__Exercise__:
Count the lines in the data below that include the word "capacity", then state the total and nothing besides.

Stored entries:
// libs/appointment-cell/src/models.rs
use std::fmt;

use chrono::{DateTime, NaiveDate, NaiveTime, Utc};
use serde::{Deserialize, Serialize};
use uuid::Uuid;

use payment_cell::ConfirmationPayload;

use crate::error::BookingError;

// ==============================================================================
// CORE APPOINTMENT MODELS
// ==============================================================================

#[derive(Debug, Clone, Copy, Serialize, Deserialize, PartialEq, Eq, Hash)]
#[serde(rename_all = "snake_case")]
pub enum AppointmentStatus {
    Scheduled,
    Confirmed,
    InConsultation,
    Completed,
    Cancelled,
}

impl AppointmentStatus {
    /// Still waiting for or inside a consultation.
    pub fn is_waiting(&self) -> bool {
        matches!(self, AppointmentStatus::Confirmed | AppointmentStatus::InConsultation)
    }
}

impl fmt::Display for AppointmentStatus {
    fn fmt(&self, f: &mut fmt::Formatter<'_>) -> fmt::Result {
        match self {
            AppointmentStatus::Scheduled => write!(f, "scheduled"),
            AppointmentStatus::Confirmed => write!(f, "confirmed"),
            AppointmentStatus::InConsultation => write!(f, "in_consultation"),
            AppointmentStatus::Completed => write!(f, "completed"),
            AppointmentStatus::Cancelled => write!(f, "cancelled"),
        }
    }
}

#[derive(Debug, Clone, Copy, Serialize, Deserialize, PartialEq, Eq, Hash)]
#[serde(rename_all = "snake_case")]
pub enum AppointmentType {
    Consultation,
    #[serde(rename = "follow-up", alias = "follow_up")]
    FollowUp,
    Emergency,
}

impl fmt::Display for AppointmentType {
    fn fmt(&self, f: &mut fmt::Formatter<'_>) -> fmt::Result {
        match self {
            AppointmentType::Consultation => write!(f, "consultation"),
            AppointmentType::FollowUp => write!(f, "follow-up"),
            AppointmentType::Emergency => write!(f, "emergency"),
        }
    }
}

#[derive(Debug, Clone, Copy, Serialize, Deserialize, PartialEq, Eq, Hash, Default)]
#[serde(rename_all = "snake_case")]
pub enum TokenType {
    #[default]
    Normal,
    Priority,
}

impl fmt::Display for TokenType {
    fn fmt(&self, f: &mut fmt::Formatter<'_>) -> fmt::Result {
        match self {
            TokenType::Normal => write!(f, "normal"),
            TokenType::Priority => write!(f, "priority"),
        }
    }
}

#[derive(Debug, Clone, Serialize, Deserialize, PartialEq)]
pub struct Appointment {
    pub id: Uuid,
    pub patient_id: Uuid,
    pub doctor_id: Uuid,
    pub hospital_id: Uuid,
    pub appointment_date: NaiveDate,
    pub appointment_time: NaiveTime,
    pub appointment_type: AppointmentType,
    pub token_number: i32,
    pub token_type: TokenType,
    pub status: AppointmentStatus,
    pub special_instructions: Option<String>,
    pub consultation_notes: Option<String>,
    pub follow_up_date: Option<NaiveDate>,
    pub patient_name: Option<String>,
    /// Gateway payment id that paid for this booking. Unique.
    pub booking_reference: String,
    /// Gateway order this booking settles. Unique.
    #[serde(default)]
    pub gateway_order_id: String,
    pub created_at: DateTime<Utc>,
    pub updated_at: DateTime<Utc>,
}

impl Appointment {
    /// A confirmed appointment for an intent that was paid for and granted a token.
    pub fn confirmed(patient_id: Uuid, order_id: &str, intent: &BookingIntent, claim: &TokenClaim) -> Self {
        let now = Utc::now();
        Self {
            id: Uuid::new_v4(),
            patient_id,
            doctor_id: intent.doctor_id,
            hospital_id: intent.hospital_id,
            appointment_date: intent.appointment_date,
            appointment_time: intent.appointment_time,
            appointment_type: intent.appointment_type,
            token_number: claim.token_number,
            token_type: intent.token_type,
            status: AppointmentStatus::Confirmed,
            special_instructions: intent.special_instructions.clone(),
            consultation_notes: None,
            follow_up_date: None,
            patient_name: intent.patient_name.clone(),
            booking_reference: claim.claim_key.clone(),
            gateway_order_id: order_id.to_string(),
            created_at: now,
            updated_at: now,
        }
    }

    pub fn is_owned_by(&self, patient_id: Uuid) -> bool {
        self.patient_id == patient_id
    }
}

/// Fields applied by a compare-and-set status change.
#[derive(Debug, Clone, PartialEq)]
pub struct StatusUpdate {
    pub status: AppointmentStatus,
    pub follow_up_date: Option<NaiveDate>,
    pub consultation_notes: Option<String>,
}

impl StatusUpdate {
    pub fn to(status: AppointmentStatus) -> Self {
        Self { status, follow_up_date: None, consultation_notes: None }
    }
}

// ==============================================================================
// BOOKING FLOW MODELS
// ==============================================================================

/// What the patient asked for when the order was created.
#[derive(Debug, Clone, Serialize, Deserialize, PartialEq)]
#[serde(deny_unknown_fields)]
pub struct BookingIntent {
    pub doctor_id: Uuid,
    pub hospital_id: Uuid,
    pub appointment_date: NaiveDate,
    pub appointment_time: NaiveTime,
    pub appointment_type: AppointmentType,
    #[serde(default)]
    pub token_type: TokenType,
    #[serde(default)]
    pub special_instructions: Option<String>,
    /// Quoted fee in whole currency units.
    pub consultation_fee: i64,
    /// Overwritten from the caller's profile when the order is created.
    #[serde(default)]
    pub patient_name: Option<String>,
}

impl BookingIntent {
    pub fn validate(&self, special_instructions_max_len: usize) -> Result<(), BookingError> {
        if self.consultation_fee <= 0 {
            return Err(BookingError::Validation("consultation_fee must be greater than zero".to_string()));
        }

        if let Some(text) = &self.special_instructions {
            if text.chars().count() > special_instructions_max_len {
                return Err(BookingError::Validation(format!(
                    "special_instructions must be at most {} characters",
                    special_instructions_max_len
                )));
            }
        }

        Ok(())
    }

    /// The parts of an intent that a confirmation must repeat exactly.
    pub fn matches_binding(&self, other: &BookingIntent) -> bool {
        self.doctor_id == other.doctor_id
            && self.hospital_id == other.hospital_id
            && self.appointment_date == other.appointment_date
            && self.appointment_time == other.appointment_time
            && self.appointment_type == other.appointment_type
            && self.token_type == other.token_type
            && self.consultation_fee == other.consultation_fee
    }
}

/// A granted token. `claim_key` is the booking reference it was granted for.
#[derive(Debug, Clone, Serialize, Deserialize, PartialEq, Eq)]
pub struct TokenClaim {
    pub doctor_id: Uuid,
    pub appointment_date: NaiveDate,
    pub token_number: i32,
    pub claim_key: String,
    pub created_at: DateTime<Utc>,
}

impl TokenClaim {
    pub fn new(doctor_id: Uuid, appointment_date: NaiveDate, token_number: i32, claim_key: &str) -> Self {
        Self {
            doctor_id,
            appointment_date,
            token_number,
            claim_key: claim_key.to_string(),
            created_at: Utc::now(),
        }
    }
}

/// Progress of one confirmation. Recorded on reconciliation tickets.
#[derive(Debug, Clone, Copy, Serialize, Deserialize, PartialEq, Eq, PartialOrd, Ord)]
#[serde(rename_all = "snake_case")]
pub enum BookingStage {
    PendingPayment,
    Verified,
    TokenAllocated,
    AppointmentPersisted,
    PaymentRecorded,
    Notified,
}

impl BookingStage {
    pub fn can_advance_to(&self, target: &BookingStage) -> bool {
        use BookingStage::*;
        matches!(
            (self, target),
            (PendingPayment, Verified)
                | (Verified, TokenAllocated)
                | (TokenAllocated, AppointmentPersisted)
                | (AppointmentPersisted, PaymentRecorded)
                | (PaymentRecorded, Notified)
        )
    }
}

impl fmt::Display for BookingStage {
    fn fmt(&self, f: &mut fmt::Formatter<'_>) -> fmt::Result {
        match self {
            BookingStage::PendingPayment => write!(f, "pending_payment"),
            BookingStage::Verified => write!(f, "verified"),
            BookingStage::TokenAllocated => write!(f, "token_allocated"),
            BookingStage::AppointmentPersisted => write!(f, "appointment_persisted"),
            BookingStage::PaymentRecorded => write!(f, "payment_recorded"),
            BookingStage::Notified => write!(f, "notified"),
        }
    }
}

#[derive(Debug, Clone, Copy, Serialize, Deserialize, PartialEq, Eq)]
#[serde(rename_all = "snake_case")]
pub enum ConfirmationOutcome {
    /// Token allocated and both rows written by this call.
    Created,
    /// Everything was already committed by an earlier call.
    Replayed,
    /// The appointment existed; this call wrote the missing payment completion.
    Repaired,
}

#[derive(Debug, Clone, Serialize, Deserialize)]
pub struct BookingConfirmation {
    pub appointment: Appointment,
    pub outcome: ConfirmationOutcome,
}

#[derive(Debug, Clone, Serialize, Deserialize)]
pub struct OrderCreated {
    pub order_id: String,
    /// Minor units, as the hosted checkout expects.
    pub amount: i64,
    pub currency: String,
    pub key_id: String,
    pub receipt: String,
}

// ==============================================================================
// QUEUE, SLOTS AND ADMIN VIEWS
// ==============================================================================

#[derive(Debug, Clone, Serialize, Deserialize, PartialEq)]
pub struct QueueEntry {
    pub appointment_id: Uuid,
    pub token_number: i32,
    pub token_type: TokenType,
    pub patient_display_name: String,
    pub status: AppointmentStatus,
    pub queue_position: Option<u32>,
}

#[derive(Debug, Clone, Serialize, Deserialize)]
pub struct AppointmentView {
    #[serde(flatten)]
    pub appointment: Appointment,
    pub queue_position: Option<u32>,
}

/// Recurring availability of a doctor, as stored in `time_slots`.
#[derive(Debug, Clone, Serialize, Deserialize, PartialEq)]
pub struct AvailabilityWindow {
    pub id: Uuid,
    pub doctor_id: Uuid,
    /// 0 = Sunday.
    pub day_of_week: u32,
    pub start_time: NaiveTime,
    pub end_time: NaiveTime,
    /// Minutes.
    pub slot_duration: i32,
    pub max_appointments: u32,
    pub is_available: bool,
}

#[derive(Debug, Clone, Serialize, Deserialize, PartialEq, Eq)]
pub struct SlotAvailability {
    pub time: NaiveTime,
    pub is_booked: bool,
    pub booked: u32,
    pub capacity: u32,
}

impl SlotAvailability {
    pub fn is_full(&self) -> bool {
        self.booked >= self.capacity
    }
}

#[derive(Debug, Clone, Copy, Serialize, Deserialize, PartialEq, Eq)]
#[serde(rename_all = "snake_case")]
pub enum TicketStatus {
    Open,
    Resolved,
}

/// Paid-for booking that could not be completed automatically.
#[derive(Debug, Clone, Serialize, Deserialize, PartialEq)]
pub struct ReconciliationTicket {
    pub id: Uuid,
    pub gateway_order_id: String,
    pub gateway_payment_id: String,
    pub stage: BookingStage,
    pub reason: String,
    pub status: TicketStatus,
    pub created_at: DateTime<Utc>,
    pub resolved_at: Option<DateTime<Utc>>,
}

impl ReconciliationTicket {
    pub fn open(order_id: &str, payment_id: &str, stage: BookingStage, reason: String) -> Self {
        Self {
            id: Uuid::new_v4(),
            gateway_order_id: order_id.to_string(),
            gateway_payment_id: payment_id.to_string(),
            stage,
            reason,
            status: TicketStatus::Open,
            created_at: Utc::now(),
            resolved_at: None,
        }
    }
}

#[derive(Debug, Clone, Serialize, Deserialize, PartialEq)]
pub struct RevenueSummary {
    pub date: NaiveDate,
    pub total_patients: u32,
    pub normal_tokens: u32,
    pub priority_tokens: u32,
    pub total_consultation_income: i64,
    pub total_priority_income: i64,
    pub overall_revenue: i64,
}

// ==============================================================================
// REQUEST MODELS
// ==============================================================================

#[derive(Debug, Clone, Deserialize)]
#[serde(deny_unknown_fields)]
pub struct ConfirmBookingRequest {
    pub payment: ConfirmationPayload,
    pub intent: BookingIntent,
}

#[derive(Debug, Clone, Default, Deserialize)]
pub struct CompleteConsultationRequest {
    pub follow_up_date: Option<NaiveDate>,
    pub consultation_notes: Option<String>,
}

#[cfg(test)]
mod tests {
    use super::*;

    fn intent() -> BookingIntent {
        BookingIntent {
            doctor_id: Uuid::new_v4(),
            hospital_id: Uuid::new_v4(),
            appointment_date: NaiveDate::from_ymd_opt(2030, 1, 15).unwrap(),
            appointment_time: NaiveTime::from_hms_opt(10, 0, 0).unwrap(),
            appointment_type: AppointmentType::Consultation,
            token_type: TokenType::Normal,
            special_instructions: None,
            consultation_fee: 500,
            patient_name: None,
        }
    }

    #[test]
    fn appointment_type_uses_hyphenated_follow_up() {
        assert_eq!(serde_json::to_value(AppointmentType::FollowUp).unwrap(), "follow-up");
        let parsed: AppointmentType = serde_json::from_str("\"follow_up\"").unwrap();
        assert_eq!(parsed, AppointmentType::FollowUp);
    }

    #[test]
    fn intent_validation_bounds_fee_and_instructions() {
        let mut i = intent();
        assert!(i.validate(1000).is_ok());

        i.special_instructions = Some("x".repeat(1001));
        assert!(i.validate(1000).is_err());

        i.special_instructions = None;
        i.consultation_fee = 0;
        assert!(i.validate(1000).is_err());
    }

    #[test]
    fn binding_ignores_free_text() {
        let bound = intent();
        let mut submitted = bound.clone();
        submitted.special_instructions = Some("wheelchair".to_string());
        assert!(bound.matches_binding(&submitted));

        submitted.token_type = TokenType::Priority;
        assert!(!bound.matches_binding(&submitted));
    }

    #[test]
    fn optional_fields_default() {
        let raw = serde_json::json!({
            "doctor_id": Uuid::new_v4(),
            "hospital_id": Uuid::new_v4(),
            "appointment_date": "2030-01-15",
            "appointment_time": "10:00:00",
            "appointment_type": "consultation",
            "consultation_fee": 500
        });
        let parsed: BookingIntent = serde_json::from_value(raw).unwrap();
        assert_eq!(parsed.patient_name, None);
        assert_eq!(parsed.token_type, TokenType::Normal);
    }

    #[test]
    fn stages_advance_one_step_at_a_time() {
        assert!(BookingStage::Verified.can_advance_to(&BookingStage::TokenAllocated));
        assert!(!BookingStage::Verified.can_advance_to(&BookingStage::PaymentRecorded));
        assert!(!BookingStage::Notified.can_advance_to(&BookingStage::PendingPayment));
    }
}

__Reply to the task__:
2